— TASK OBJECTIVE —
Each line of the entries that mentions the string "instant" needs to be reported.

— DATA FOR THIS EXERCISE —
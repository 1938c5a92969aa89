//! Socket pump shared by all accepted WebSocket connections.
//!
//! Each accepted socket becomes one task: outbound frames come from the
//! adapter through the registry channel; inbound binary frames (SFU media)
//! are forwarded to the adapter through an optional channel. Pings are
//! answered in place so keepalives never reach adapter logic.

use axum::extract::ws::{CloseFrame, Message, WebSocket};
use futures_util::{SinkExt, StreamExt};
use mediabridge::ClientFrame;
use tokio::sync::mpsc;

pub async fn pump_socket(
    socket: WebSocket,
    mut outbound: mpsc::Receiver<ClientFrame>,
    inbound: Option<mpsc::Sender<Vec<u8>>>,
) {
    let (mut sender, mut receiver) = socket.split();

    loop {
        tokio::select! {
            frame = outbound.recv() => {
                match frame {
                    Some(ClientFrame::Text(text)) => {
                        if sender.send(Message::Text(text)).await.is_err() {
                            break;
                        }
                    }
                    Some(ClientFrame::Binary(bytes)) => {
                        if sender.send(Message::Binary(bytes.to_vec())).await.is_err() {
                            break;
                        }
                    }
                    Some(ClientFrame::Close { code, reason }) => {
                        let _ = sender
                            .send(Message::Close(Some(CloseFrame {
                                code,
                                reason: reason.into(),
                            })))
                            .await;
                        break;
                    }
                    // Registry dropped us (superseded or role closed).
                    None => {
                        let _ = sender.send(Message::Close(None)).await;
                        break;
                    }
                }
            }
            msg = receiver.next() => {
                match msg {
                    Some(Ok(Message::Binary(data))) => {
                        if let Some(tx) = &inbound {
                            if tx.send(data).await.is_err() {
                                break;
                            }
                        }
                    }
                    Some(Ok(Message::Ping(data))) => {
                        if sender.send(Message::Pong(data)).await.is_err() {
                            break;
                        }
                    }
                    Some(Ok(Message::Close(_))) | None => break,
                    Some(Err(_)) => break,
                    _ => {}
                }
            }
        }
    }
}
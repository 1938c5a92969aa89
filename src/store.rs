//! Durable per-session storage and the deadline-driven alarm.
//!
//! A session persists exactly one record (the `AdapterState` under the
//! `"state"` key) plus an orthogonal alarm slot holding the next instant the
//! alarm reducer must run. `StateStore` keeps an in-memory mirror, persists
//! every mutation, and recomputes the alarm as the minimum of the defined
//! deadline fields. Adapters never arm the alarm directly; they only write
//! deadline fields.

use crate::error::Result;
use crate::state::{AdapterState, StatePatch};
use std::collections::HashMap;
use std::future::Future;
use std::path::PathBuf;
use std::sync::Mutex as StdMutex;
use std::time::{Duration, SystemTime, UNIX_EPOCH};
use tokio::sync::{watch, RwLock};

/// The single logical key the record is stored under.
pub const STATE_KEY: &str = "state";

/// Grace period between a client disconnect and the occupancy re-check.
pub const CLEANUP_GRACE_MS: u64 = 100;

/// Idle time before a session winds itself down.
pub const DEFAULT_INACTIVITY_TIMEOUT_MS: u64 = 10 * 60 * 1000;

/// Alarm is not re-armed when the new minimum is later than the armed
/// instant by less than this.
pub const ALARM_CHURN_GUARD_MS: u64 = 250;

/// Inactivity deadline is not rewritten for extensions smaller than this.
pub const INACTIVITY_CHURN_GUARD_MS: u64 = 1000;

/// Milliseconds since the Unix epoch.
pub fn now_ms() -> u64 {
    SystemTime::now()
        .duration_since(UNIX_EPOCH)
        .unwrap_or_default()
        .as_millis() as u64
}

/// In-memory backend for tests.
#[derive(Default)]
pub struct MemoryStore {
    data: StdMutex<HashMap<String, Vec<u8>>>,
    alarm: StdMutex<Option<u64>>,
}

/// File-backed backend: one directory per session, one JSON file per key,
/// atomic overwrite via temp file + rename.
pub struct FileStore {
    dir: PathBuf,
}

impl FileStore {
    pub fn new(state_dir: &PathBuf, session_name: &str) -> Self {
        Self {
            dir: state_dir.join(session_name),
        }
    }

    fn key_path(&self, key: &str) -> PathBuf {
        self.dir.join(format!("{}.json", key))
    }

    fn alarm_path(&self) -> PathBuf {
        self.dir.join("alarm")
    }

    async fn write_atomic(&self, path: &PathBuf, value: &[u8]) -> Result<()> {
        tokio::fs::create_dir_all(&self.dir).await?;
        let tmp = path.with_extension("tmp");
        tokio::fs::write(&tmp, value).await?;
        tokio::fs::rename(&tmp, path).await?;
        Ok(())
    }
}

/// The durable store a session adapter persists through.
pub enum StoreBackend {
    Memory(MemoryStore),
    File(FileStore),
}

impl StoreBackend {
    pub fn memory() -> Self {
        StoreBackend::Memory(MemoryStore::default())
    }

    pub fn file(state_dir: &PathBuf, session_name: &str) -> Self {
        StoreBackend::File(FileStore::new(state_dir, session_name))
    }

    pub async fn put(&self, key: &str, value: Vec<u8>) -> Result<()> {
        match self {
            StoreBackend::Memory(m) => {
                m.data.lock().unwrap().insert(key.to_string(), value);
                Ok(())
            }
            StoreBackend::File(f) => f.write_atomic(&f.key_path(key), &value).await,
        }
    }

    pub async fn get(&self, key: &str) -> Result<Option<Vec<u8>>> {
        match self {
            StoreBackend::Memory(m) => Ok(m.data.lock().unwrap().get(key).cloned()),
            StoreBackend::File(f) => match tokio::fs::read(f.key_path(key)).await {
                Ok(bytes) => Ok(Some(bytes)),
                Err(e) if e.kind() == std::io::ErrorKind::NotFound => Ok(None),
                Err(e) => Err(e.into()),
            },
        }
    }

    pub async fn delete(&self, key: &str) -> Result<bool> {
        match self {
            StoreBackend::Memory(m) => Ok(m.data.lock().unwrap().remove(key).is_some()),
            StoreBackend::File(f) => match tokio::fs::remove_file(f.key_path(key)).await {
                Ok(_) => Ok(true),
                Err(e) if e.kind() == std::io::ErrorKind::NotFound => Ok(false),
                Err(e) => Err(e.into()),
            },
        }
    }

    pub async fn delete_all(&self) -> Result<()> {
        match self {
            StoreBackend::Memory(m) => {
                m.data.lock().unwrap().clear();
                *m.alarm.lock().unwrap() = None;
                Ok(())
            }
            StoreBackend::File(f) => match tokio::fs::remove_dir_all(&f.dir).await {
                Ok(_) => Ok(()),
                Err(e) if e.kind() == std::io::ErrorKind::NotFound => Ok(()),
                Err(e) => Err(e.into()),
            },
        }
    }

    pub async fn set_alarm(&self, at_ms: u64) -> Result<()> {
        match self {
            StoreBackend::Memory(m) => {
                *m.alarm.lock().unwrap() = Some(at_ms);
                Ok(())
            }
            StoreBackend::File(f) => {
                f.write_atomic(&f.alarm_path(), at_ms.to_string().as_bytes())
                    .await
            }
        }
    }

    pub async fn delete_alarm(&self) -> Result<()> {
        match self {
            StoreBackend::Memory(m) => {
                *m.alarm.lock().unwrap() = None;
                Ok(())
            }
            StoreBackend::File(f) => match tokio::fs::remove_file(f.alarm_path()).await {
                Ok(_) => Ok(()),
                Err(e) if e.kind() == std::io::ErrorKind::NotFound => Ok(()),
                Err(e) => Err(e.into()),
            },
        }
    }

    pub async fn get_alarm(&self) -> Result<Option<u64>> {
        match self {
            StoreBackend::Memory(m) => Ok(*m.alarm.lock().unwrap()),
            StoreBackend::File(f) => match tokio::fs::read_to_string(f.alarm_path()).await {
                Ok(s) => Ok(s.trim().parse().ok()),
                Err(e) if e.kind() == std::io::ErrorKind::NotFound => Ok(None),
                Err(e) => Err(e.into()),
            },
        }
    }
}

/// In-memory mirror over a `StoreBackend`, with alarm recomputation.
pub struct StateStore {
    backend: StoreBackend,
    state: RwLock<AdapterState>,
    alarm_tx: watch::Sender<Option<u64>>,
    label: String,
}

impl StateStore {
    /// Load the persisted record and alarm before the store is handed to
    /// anyone. The caller publishes the adapter only after this returns, so
    /// no handler can observe pre-restore state.
    pub async fn restore(backend: StoreBackend, label: &str) -> Result<Self> {
        let state = match backend.get(STATE_KEY).await? {
            Some(bytes) => serde_json::from_slice(&bytes)?,
            None => AdapterState::default(),
        };
        let alarm = backend.get_alarm().await?;
        if let Some(at) = alarm {
            eprintln!("[State {}] Restored with alarm armed at {}", label, at);
        }
        let (alarm_tx, _) = watch::channel(alarm);
        Ok(Self {
            backend,
            state: RwLock::new(state),
            alarm_tx,
            label: label.to_string(),
        })
    }

    pub async fn snapshot(&self) -> AdapterState {
        self.state.read().await.clone()
    }

    /// Receiver for the alarm task; carries the armed instant.
    pub fn alarm_rx(&self) -> watch::Receiver<Option<u64>> {
        self.alarm_tx.subscribe()
    }

    /// Merge a patch into the mirror, persist, and (unless suppressed)
    /// recompute the alarm.
    pub async fn update(&self, patch: StatePatch, skip_alarm_reschedule: bool) -> Result<AdapterState> {
        let snapshot = {
            let mut state = self.state.write().await;
            state.apply(patch);
            state.clone()
        };
        self.persist(&snapshot).await?;
        if !skip_alarm_reschedule {
            self.reschedule_alarm_for(&snapshot).await?;
        }
        Ok(snapshot)
    }

    /// Arm (or extend) the inactivity deadline. Earliest-wins monotonic: an
    /// armed deadline is never shortened, and extensions under the churn
    /// guard are skipped.
    pub async fn schedule_inactivity(&self, deadline_ms: u64) -> Result<()> {
        {
            let state = self.state.read().await;
            if let Some(current) = state.inactivity_deadline {
                if deadline_ms <= current
                    || deadline_ms - current < INACTIVITY_CHURN_GUARD_MS
                {
                    return Ok(());
                }
            }
        }
        self.update(
            StatePatch {
                inactivity_deadline: Some(Some(deadline_ms)),
                ..Default::default()
            },
            false,
        )
        .await?;
        Ok(())
    }

    /// Arm the post-disconnect cleanup check. Idempotent: an earlier armed
    /// cleanup wins.
    pub async fn schedule_cleanup(&self) -> Result<()> {
        let deadline = now_ms() + CLEANUP_GRACE_MS;
        {
            let state = self.state.read().await;
            if let Some(current) = state.cleanup_deadline {
                if current <= deadline {
                    return Ok(());
                }
            }
        }
        self.update(
            StatePatch {
                cleanup_deadline: Some(Some(deadline)),
                ..Default::default()
            },
            false,
        )
        .await?;
        Ok(())
    }

    /// Recompute the alarm from the current mirror.
    pub async fn reschedule_alarm(&self) -> Result<()> {
        let snapshot = self.snapshot().await;
        self.reschedule_alarm_for(&snapshot).await
    }

    /// Drop the persisted record and alarm. The mirror is wiped too so a
    /// handler resuming mid-destroy observes missing fields.
    pub async fn destroy(&self) -> Result<()> {
        {
            let mut state = self.state.write().await;
            *state = AdapterState {
                session_name: state.session_name.clone(),
                ..Default::default()
            };
        }
        self.backend.delete_alarm().await?;
        self.alarm_tx.send_replace(None);
        self.backend.delete_all().await?;
        eprintln!("[State {}] Record and alarm deleted", self.label);
        Ok(())
    }

    pub async fn persisted_record_exists(&self) -> Result<bool> {
        Ok(self.backend.get(STATE_KEY).await?.is_some())
    }

    async fn persist(&self, snapshot: &AdapterState) -> Result<()> {
        let bytes = serde_json::to_vec(snapshot)?;
        self.backend.put(STATE_KEY, bytes).await
    }

    async fn reschedule_alarm_for(&self, snapshot: &AdapterState) -> Result<()> {
        let next = snapshot.earliest_deadline();
        let armed = *self.alarm_tx.borrow();
        match (armed, next) {
            (Some(cur), Some(n)) => {
                // An armed alarm slightly earlier than the new minimum is
                // left alone; the reducer re-arms after a no-op firing. An
                // earlier required deadline always wins.
                if cur <= n && n - cur < ALARM_CHURN_GUARD_MS {
                    return Ok(());
                }
                if cur != n {
                    self.backend.set_alarm(n).await?;
                    self.alarm_tx.send_replace(Some(n));
                }
            }
            (None, Some(n)) => {
                self.backend.set_alarm(n).await?;
                self.alarm_tx.send_replace(Some(n));
            }
            (Some(_), None) => {
                self.backend.delete_alarm().await?;
                self.alarm_tx.send_replace(None);
            }
            (None, None) => {}
        }
        Ok(())
    }
}

/// Drive an alarm reducer from a `StateStore`'s alarm signal. Fires the
/// callback whenever the armed instant passes; tolerates spurious wakes and
/// re-arms from whatever the reducer left behind.
pub fn spawn_alarm_task<F, Fut>(
    mut rx: watch::Receiver<Option<u64>>,
    label: String,
    on_fire: F,
) -> tokio::task::JoinHandle<()>
where
    F: Fn() -> Fut + Send + 'static,
    Fut: Future<Output = ()> + Send,
{
    tokio::spawn(async move {
        loop {
            let armed = *rx.borrow_and_update();
            match armed {
                None => {
                    if rx.changed().await.is_err() {
                        break;
                    }
                }
                Some(at_ms) => {
                    let now = now_ms();
                    if at_ms <= now {
                        on_fire().await;
                        // The reducer's merged update moves or clears the
                        // alarm; guard against a wedged value.
                        tokio::select! {
                            r = rx.changed() => {
                                if r.is_err() {
                                    break;
                                }
                            }
                            _ = tokio::time::sleep(Duration::from_millis(50)) => {}
                        }
                    } else {
                        tokio::select! {
                            _ = tokio::time::sleep(Duration::from_millis(at_ms - now)) => {
                                on_fire().await;
                            }
                            r = rx.changed() => {
                                if r.is_err() {
                                    break;
                                }
                            }
                        }
                    }
                }
            }
        }
        eprintln!("[Alarm {}] task exiting", label);
    })
}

— EXERCISE RESULT —
//! `"state"` key) plus an orthogonal alarm slot holding the next instant the
/// instant by less than this.
    /// Receiver for the alarm task; carries the armed instant.
/// callback whenever the armed instant passes; tolerates spurious wakes and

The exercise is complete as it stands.